1.5.2014  |  por Miguel Anunciação

Foto de capa: Houston Rogers

Não deve ser fácil tornar convincente uma interpretação de Maria Callas, sobretudo no teatro, onde o público avalia de perto o que o ator consegue fazer. Além disso, a soprano foi extraordinariamente fora dos padrões. Considerada a melhor cantora (segundo especialistas, acima até da italiana Renata Tebaldi) e a maior celebridade do mundo da ópera de todo o século 20, ela foi prima donna em vários sentidos: temperamental, prepotente, de frequentes ataques de estrelismo. Exibido em duas sessões no Teatro Bradesco de Belo Horizonte na semana passada, Callas retrata o poente do mito. Quando a americana descendente de gregos já não era A voz, nem atraía mais as multidões que logrou reunir durante sua longa carreira.

Embora não cante nem um trecho de ária, sequer faça de conta, o que lhe seria ainda mais exigente, Sílvia Pffeifer não está à altura do maiúsculo personagem que se propôs a desenhar. Mesmo que Marília Pêra dirija a montagem e, como se publicou, a incentivasse a aceitar o papel. Bem mais sensato seria recusá-lo. Querer não é poder, talentos não surgem de repente: conduzida à TV depois de projetar-se como manequim, Sílvia nunca demonstrou domínio no novo ofício. Se manteve limitada, distante do teatro, onde atuou apenas uma vez antes deste encontro com um mito.

De personalidade tão exuberante que motivou o cineasta italiano Pier Paolo Pasolini a lhe oferecer o papel-título da sua versão para o arcabouço trágico de Medéia, Callas chega ao palco monocórdia, engessada. Mais apropriada para o dramático das novelas. Conhecido também pelo que realizou na TV, Cássio Reis não teria como socorrer os desacertos. Precisa imprimir veracidade ao tipo que organiza uma homenagem pública à Callas, um fã que, pasme, declina do convite para jantar a sós com o ídolo. Mas não consegue firmar boa impressão como nenhum. Por este trabalho, permanecerá lembrado como o apresentador de TV e o ex de alguém.

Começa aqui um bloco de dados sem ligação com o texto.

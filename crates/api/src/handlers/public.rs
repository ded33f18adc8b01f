//! Handlers for the unauthenticated `/public` resources read by the blog
//! front end.
//!
//! Only published articles and active categories are visible here, and
//! comments are limited to approved ones without email, IP, or user agent.

use axum::extract::{Path, Query, State};
use axum::http::StatusCode;
use axum::response::IntoResponse;
use axum::Json;
use matuto_core::comment::{build_threads, validate_submission, Thread};
use matuto_core::error::CoreError;
use matuto_core::tree::build_nested;
use matuto_core::types::DbId;
use matuto_db::models::article::{ArticleDetail, PublicArticleQuery};
use matuto_db::models::comment::{CreateComment, PublicComment};
use matuto_db::repositories::{ArticleRepo, CategoryRepo, CommentRepo, TagRepo};
use serde::Serialize;

use crate::error::{AppError, AppResult};
use crate::middleware::client::RequestClient;
use crate::response::DataResponse;
use crate::state::AppState;

/// A published article with its approved comment threads.
#[derive(Debug, Serialize)]
pub struct PublicArticle {
    #[serde(flatten)]
    pub article: ArticleDetail,
    pub comments: Vec<Thread<PublicComment>>,
}

/// GET /api/v1/public/articles
///
/// Published articles, pinned first, filtered by keyword, category, and tag.
pub async fn list_articles(
    State(state): State<AppState>,
    Query(params): Query<PublicArticleQuery>,
) -> AppResult<impl IntoResponse> {
    let pagination = params.page_request().validate()?;
    let page = ArticleRepo::list_public_page(&state.pool, &params, pagination).await?;
    Ok(Json(DataResponse { data: page }))
}

/// GET /api/v1/public/articles/{id}
///
/// Counts a view and returns the article with its approved comments.
/// Drafts are reported as not found.
pub async fn get_article(
    State(state): State<AppState>,
    Path(id): Path<DbId>,
) -> AppResult<impl IntoResponse> {
    let mut article = ArticleRepo::find_published(&state.pool, id)
        .await?
        .ok_or(AppError::Core(CoreError::NotFound {
            entity: "Article",
            id,
        }))?;

    ArticleRepo::increment_views(&state.pool, id).await?;
    article.view_count += 1;

    let article = ArticleRepo::with_associations(&state.pool, article).await?;
    let approved = CommentRepo::list_approved(&state.pool, id).await?;
    let comments = build_threads(approved, PublicComment::thread_key);

    Ok(Json(DataResponse {
        data: PublicArticle { article, comments },
    }))
}

/// GET /api/v1/public/categories
///
/// Active categories nested by parent. A category below a disabled parent
/// is shown at the root.
pub async fn category_tree(State(state): State<AppState>) -> AppResult<impl IntoResponse> {
    let categories = CategoryRepo::list_all(&state.pool, true).await?;
    let tree = build_nested(categories, |c| (c.id, c.parent_id));
    Ok(Json(DataResponse { data: tree }))
}

/// GET /api/v1/public/tags
///
/// Every tag with the number of published articles using it.
pub async fn list_tags(State(state): State<AppState>) -> AppResult<impl IntoResponse> {
    let tags = TagRepo::list_with_usage(&state.pool).await?;
    Ok(Json(DataResponse { data: tags }))
}

/// POST /api/v1/public/comments
///
/// Submit a comment or a reply. New comments wait in `pending` until an
/// administrator approves them.
pub async fn submit_comment(
    State(state): State<AppState>,
    RequestClient(client): RequestClient,
    Json(mut input): Json<CreateComment>,
) -> AppResult<impl IntoResponse> {
    validate_submission(&input.author, input.email.as_deref(), &input.content)?;

    let article = ArticleRepo::find_published(&state.pool, input.article_id)
        .await?
        .ok_or(AppError::Core(CoreError::NotFound {
            entity: "Article",
            id: input.article_id,
        }))?;
    if !article.is_comment {
        return Err(AppError::Core(CoreError::Forbidden(
            "Comments are closed for this article".into(),
        )));
    }

    input.parent_id = input.parent_id.filter(|id| *id > 0);
    let top_parent_id = match input.parent_id {
        Some(parent_id) => {
            let parent = CommentRepo::find_parent(&state.pool, parent_id)
                .await?
                .ok_or_else(|| {
                    AppError::Core(CoreError::Validation(format!(
                        "Parent comment {parent_id} does not exist"
                    )))
                })?;
            Some(parent.thread_root_for(article.id)?)
        }
        None => None,
    };

    let comment = CommentRepo::create(&state.pool, &input, top_parent_id, &client).await?;

    tracing::info!(
        comment_id = comment.id,
        article_id = article.id,
        parent_id = ?comment.parent_id,
        ip = ?client.ip,
        "Comment submitted",
    );

    Ok((
        StatusCode::CREATED,
        Json(DataResponse {
            data: PublicComment::from(comment),
        }),
    ))
}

Como os atores são igualmente frágeis, indefensáveis, a direção desvia a atenção da plateia, projetando palavras e com trocas seguidas (e sem cabimento) de figurinos. O enredo de Fernando Duarte faz de Callas uma falastrona e o fã de Cássio Reis, mero pedestal. O texto empilha fatos irrelevantes para quem idolatra a diva, já sobejamente publicados, por isso, não informa nada de mais interessante. Ser fiel à realidade não justifica a reverência, o marasmo: o teatro é um território de liberdades. Autores de fato, artistas de verdade, sabem que poderão instaurar a Maria Callas que bem lhes aprouver. As artes lhes dão esta espécie de asas.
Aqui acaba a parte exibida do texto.